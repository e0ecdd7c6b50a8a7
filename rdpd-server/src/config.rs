//! Configuration for the RDP listener daemon.

use std::path::{Path, PathBuf};

use rdpd_core::{CryptLevel, RdpError, ServerConfig, ServerContext, ServerKeys};
use serde::{Deserialize, Serialize};

/// Top-level configuration loaded from a TOML file.
#[derive(Debug, Clone, Default, Serialize, Deserialize)]
#[serde(default)]
pub struct DaemonConfig {
    /// Network settings.
    pub network: NetworkConfig,
    /// Protocol policy handed to every connection.
    pub rdp: ServerConfig,
    /// Key material for standard RDP security.
    pub keys: KeysConfig,
    /// Logging settings.
    pub logging: LoggingConfig,
}

/// Network configuration.
#[derive(Debug, Clone, Serialize, Deserialize)]
#[serde(default)]
pub struct NetworkConfig {
    /// Address to bind the listener to.
    pub listen_address: String,
    /// TCP port for RDP clients.
    pub port: u16,
    /// Maximum concurrent client connections.
    pub max_connections: usize,
    /// Seconds a client has to complete the connection sequence.
    pub connect_timeout_secs: u64,
}

/// Where the RSA key pair comes from.
#[derive(Debug, Clone, Default, Serialize, Deserialize)]
#[serde(default)]
pub struct KeysConfig {
    /// TOML key file; empty means no file.
    pub key_file: PathBuf,
    /// Fall back to a publicly known key when no file is configured.
    pub allow_development_key: bool,
}

/// Logging settings.
#[derive(Debug, Clone, Serialize, Deserialize)]
#[serde(default)]
pub struct LoggingConfig {
    /// Log level: "trace", "debug", "info", "warn", "error".
    pub level: String,
}

// ── Defaults ─────────────────────────────────────────────────────

impl Default for NetworkConfig {
    fn default() -> Self {
        Self {
            listen_address: "0.0.0.0".into(),
            port: 3389,
            max_connections: 16,
            connect_timeout_secs: 30,
        }
    }
}

impl Default for LoggingConfig {
    fn default() -> Self {
        Self { level: "info".into() }
    }
}

// ── Loading ──────────────────────────────────────────────────────

impl DaemonConfig {
    /// Load configuration from a TOML file, falling back to defaults.
    pub fn load(path: &Path) -> Self {
        match std::fs::read_to_string(path) {
            Ok(contents) => toml::from_str(&contents).unwrap_or_else(|e| {
                tracing::warn!("invalid config {}: {e}; using defaults", path.display());
                Self::default()
            }),
            Err(_) => {
                tracing::info!("no config at {}; using defaults", path.display());
                Self::default()
            }
        }
    }

    /// Write the default configuration to a file (for bootstrapping).
    pub fn write_default(path: &Path) -> std::io::Result<()> {
        let text = toml::to_string_pretty(&Self::default()).map_err(std::io::Error::other)?;
        std::fs::write(path, text)
    }

    pub fn listen_addr(&self) -> String {
        format!("{}:{}", self.network.listen_address, self.network.port)
    }

    /// Build the shared per-listener context: policy plus keys.
    pub fn to_context(&self) -> Result<ServerContext, RdpError> {
        let keys = if !self.keys.key_file.as_os_str().is_empty() {
            Some(ServerKeys::load(&self.keys.key_file)?)
        } else if self.keys.allow_development_key {
            tracing::warn!("using the insecure development RSA key");
            Some(ServerKeys::insecure_development_key())
        } else {
            None
        };

        let ctx = ServerContext::new(self.rdp.clone());
        let ctx = match keys {
            Some(keys) => ctx.with_keys(keys),
            None if self.rdp.crypt_level != CryptLevel::None => {
                return Err(RdpError::Config(
                    "crypt_level requires keys.key_file or keys.allow_development_key".into(),
                ));
            }
            None => ctx,
        };
        Ok(ctx)
    }
}

// ── Tests ────────────────────────────────────────────────────────
//! MPPC bulk compressor (RDP 4.0 8K history and RDP 5.0 64K history).
//!
//! The compressor mirrors the client's decompressor state: a history
//! buffer that both sides append every compressed packet to. Tokens
//! are bit-packed most significant bit first:
//!
//! ```text
//! literal < 0x80     0xxxxxxx
//! literal >= 0x80    10 + low 7 bits
//! copy               offset prefix + offset bits, then length code
//! ```

use tracing::trace;

use crate::client_info::CompressionType;

// ── Flags ────────────────────────────────────────────────────────

pub const PACKET_COMPR_TYPE_8K: u8 = 0x00;
pub const PACKET_COMPR_TYPE_64K: u8 = 0x01;
pub const PACKET_COMPRESSED: u8 = 0x20;
pub const PACKET_AT_FRONT: u8 = 0x40;
pub const PACKET_FLUSHED: u8 = 0x80;

const HASH_BITS: u32 = 12;
const MIN_MATCH: usize = 3;

/// Result of compressing one packet.
#[derive(Debug, Clone, PartialEq, Eq)]
pub struct Compressed {
    /// `compressedType` / `compressionFlags` value to send.
    pub flags: u8,
    /// Compressed bytes, or `None` to send the input unchanged.
    pub data: Option<Vec<u8>>,
}

// ── BitWriter ────────────────────────────────────────────────────

#[derive(Default)]
struct BitWriter {
    out: Vec<u8>,
    acc: u64,
    bits: u32,
}

impl BitWriter {
    fn put(&mut self, value: u32, n: u32) {
        self.acc = (self.acc << n) | u64::from(value & ((1u32 << n) - 1));
        self.bits += n;
        while self.bits >= 8 {
            self.bits -= 8;
            self.out.push((self.acc >> self.bits) as u8);
        }
        self.acc &= (1u64 << self.bits) - 1;
    }

    fn len(&self) -> usize {
        self.out.len()
    }

    fn finish(mut self) -> Vec<u8> {
        if self.bits > 0 {
            self.out.push((self.acc << (8 - self.bits)) as u8);
        }
        self.out
    }
}

// ── MppcCompressor ───────────────────────────────────────────────

pub struct MppcCompressor {
    large: bool,
    history: Vec<u8>,
    offset: usize,
    /// Last history position + 1 of each 3-byte hash; 0 is empty.
    table: Vec<u32>,
}

impl std::fmt::Debug for MppcCompressor {
    fn fmt(&self, f: &mut std::fmt::Formatter<'_>) -> std::fmt::Result {
        f.debug_struct("MppcCompressor")
            .field("history", &self.history.len())
            .field("offset", &self.offset)
            .finish()
    }
}

impl MppcCompressor {
    /// RDP 6 compressors fall back to the 64K MPPC history.
    pub fn new(kind: CompressionType) -> Self {
        let large = kind >= CompressionType::Mppc64K;
        let size = if large { 65536 } else { 8192 };
        Self {
            large,
            history: vec![0; size],
            offset: 0,
            table: vec![0; 1 << HASH_BITS],
        }
    }

    fn type_flag(&self) -> u8 {
        if self.large {
            PACKET_COMPR_TYPE_64K
        } else {
            PACKET_COMPR_TYPE_8K
        }
    }

    fn max_match(&self) -> usize {
        if self.large { 65535 } else { 8191 }
    }

    /// Clear the history; the next packet must carry `PACKET_FLUSHED`.
    fn reset(&mut self) {
        self.history.fill(0);
        self.offset = 0;
        self.table.fill(0);
    }

    /// Compress one packet.
    ///
    /// When the output would not be smaller the history is flushed and
    /// the input goes out unchanged.
    pub fn compress(&mut self, src: &[u8]) -> Compressed {
        let mut flags = self.type_flag();
        if src.is_empty() || src.len() >= self.history.len() - MIN_MATCH {
            self.reset();
            return Compressed {
                flags: flags | PACKET_FLUSHED,
                data: None,
            };
        }
        if self.offset + src.len() >= self.history.len() - MIN_MATCH {
            self.offset = 0;
            flags |= PACKET_AT_FRONT;
        }

        let start = self.offset;
        let end = start + src.len();
        self.history[start..end].copy_from_slice(src);

        let mut bits = BitWriter::default();
        let mut i = start;
        while i < end {
            if bits.len() >= src.len() {
                break;
            }
            if let Some((distance, len)) = self.find_match(i, end) {
                self.encode_offset(&mut bits, distance);
                encode_length(&mut bits, len);
                i += len;
            } else {
                encode_literal(&mut bits, self.history[i]);
                i += 1;
            }
        }

        let out = bits.finish();
        if i < end || out.len() >= src.len() {
            trace!(len = src.len(), "mppc: incompressible, flushing history");
            self.reset();
            return Compressed {
                flags: self.type_flag() | PACKET_FLUSHED,
                data: None,
            };
        }
        self.offset = end;
        Compressed {
            flags: flags | PACKET_COMPRESSED,
            data: Some(out),
        }
    }

    /// Longest usable match for position `i`, as `(distance, length)`.
    ///
    /// Copies may overlap the bytes they produce: the decompressor
    /// copies one byte at a time.
    fn find_match(&mut self, i: usize, end: usize) -> Option<(usize, usize)> {
        if i + MIN_MATCH > end {
            return None;
        }
        let h = hash3(&self.history[i..i + MIN_MATCH]);
        let previous = self.table[h];
        self.table[h] = (i + 1) as u32;
        let cand = (previous as usize).checked_sub(1)?;
        if cand >= i || self.history[cand..cand + MIN_MATCH] != self.history[i..i + MIN_MATCH] {
            return None;
        }
        let max = (end - i).min(self.max_match());
        let mut len = MIN_MATCH;
        while len < max && self.history[cand + len] == self.history[i + len] {
            len += 1;
        }
        Some((i - cand, len))
    }

    fn encode_offset(&self, bits: &mut BitWriter, distance: usize) {
        let d = distance as u32;
        if self.large {
            match d {
                0..=63 => {
                    bits.put(0x1F, 5);
                    bits.put(d, 6);
                }
                64..=319 => {
                    bits.put(0x1E, 5);
                    bits.put(d - 64, 8);
                }
                320..=2367 => {
                    bits.put(0xE, 4);
                    bits.put(d - 320, 11);
                }
                _ => {
                    bits.put(0x6, 3);
                    bits.put(d - 2368, 16);
                }
            }
        } else {
            match d {
                0..=63 => {
                    bits.put(0xF, 4);
                    bits.put(d, 6);
                }
                64..=319 => {
                    bits.put(0xE, 4);
                    bits.put(d - 64, 8);
                }
                _ => {
                    bits.put(0x6, 3);
                    bits.put(d - 320, 13);
                }
            }
        }
    }
}

fn hash3(bytes: &[u8]) -> usize {
    let v = (u32::from(bytes[0]) << 16) | (u32::from(bytes[1]) << 8) | u32::from(bytes[2]);
    (v.wrapping_mul(0x9E37_79B1) >> (32 - HASH_BITS)) as usize
}

fn encode_literal(bits: &mut BitWriter, byte: u8) {
    if byte < 0x80 {
        bits.put(u32::from(byte), 8);
    } else {
        bits.put(0x100 | u32::from(byte & 0x7F), 9);
    }
}

/// Length 3 is a single zero bit; a length in `[2^k, 2^(k+1))` is
/// `k - 1` one bits, a zero, then its low `k` bits.
fn encode_length(bits: &mut BitWriter, len: usize) {
    let len = len as u32;
    if len == 3 {
        bits.put(0, 1);
        return;
    }
    let k = 31 - len.leading_zeros();
    bits.put(((1u32 << (k - 1)) - 1) << 1, k);
    bits.put(len & ((1u32 << k) - 1), k);
}

// ── Tests ────────────────────────────────────────────────────────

——————

- **EXERCISE AIM**
Print, please, the lines from the first line of the material through the line that contains "Ok(contents) => toml::from_str(&contents).unwrap_or_else(|e|", exactly as written and with nothing added.

- **RESULT OF THIS EXERCISE**
repository e0ecdd7c6b50a8a7
filename rdpd-server/src/config.rs
//! Configuration for the RDP listener daemon.

use std::path::{Path, PathBuf};

use rdpd_core::{CryptLevel, RdpError, ServerConfig, ServerContext, ServerKeys};
use serde::{Deserialize, Serialize};

/// Top-level configuration loaded from a TOML file.
#[derive(Debug, Clone, Default, Serialize, Deserialize)]
#[serde(default)]
pub struct DaemonConfig {
    /// Network settings.
    pub network: NetworkConfig,
    /// Protocol policy handed to every connection.
    pub rdp: ServerConfig,
    /// Key material for standard RDP security.
    pub keys: KeysConfig,
    /// Logging settings.
    pub logging: LoggingConfig,
}

/// Network configuration.
#[derive(Debug, Clone, Serialize, Deserialize)]
#[serde(default)]
pub struct NetworkConfig {
    /// Address to bind the listener to.
    pub listen_address: String,
    /// TCP port for RDP clients.
    pub port: u16,
    /// Maximum concurrent client connections.
    pub max_connections: usize,
    /// Seconds a client has to complete the connection sequence.
    pub connect_timeout_secs: u64,
}

/// Where the RSA key pair comes from.
#[derive(Debug, Clone, Default, Serialize, Deserialize)]
#[serde(default)]
pub struct KeysConfig {
    /// TOML key file; empty means no file.
    pub key_file: PathBuf,
    /// Fall back to a publicly known key when no file is configured.
    pub allow_development_key: bool,
}

/// Logging settings.
#[derive(Debug, Clone, Serialize, Deserialize)]
#[serde(default)]
pub struct LoggingConfig {
    /// Log level: "trace", "debug", "info", "warn", "error".
    pub level: String,
}

// ── Defaults ─────────────────────────────────────────────────────

impl Default for NetworkConfig {
    fn default() -> Self {
        Self {
            listen_address: "0.0.0.0".into(),
            port: 3389,
            max_connections: 16,
            connect_timeout_secs: 30,
        }
    }
}

impl Default for LoggingConfig {
    fn default() -> Self {
        Self { level: "info".into() }
    }
}

// ── Loading ──────────────────────────────────────────────────────

impl DaemonConfig {
    /// Load configuration from a TOML file, falling back to defaults.
    pub fn load(path: &Path) -> Self {
        match std::fs::read_to_string(path) {
            Ok(contents) => toml::from_str(&contents).unwrap_or_else(|e| {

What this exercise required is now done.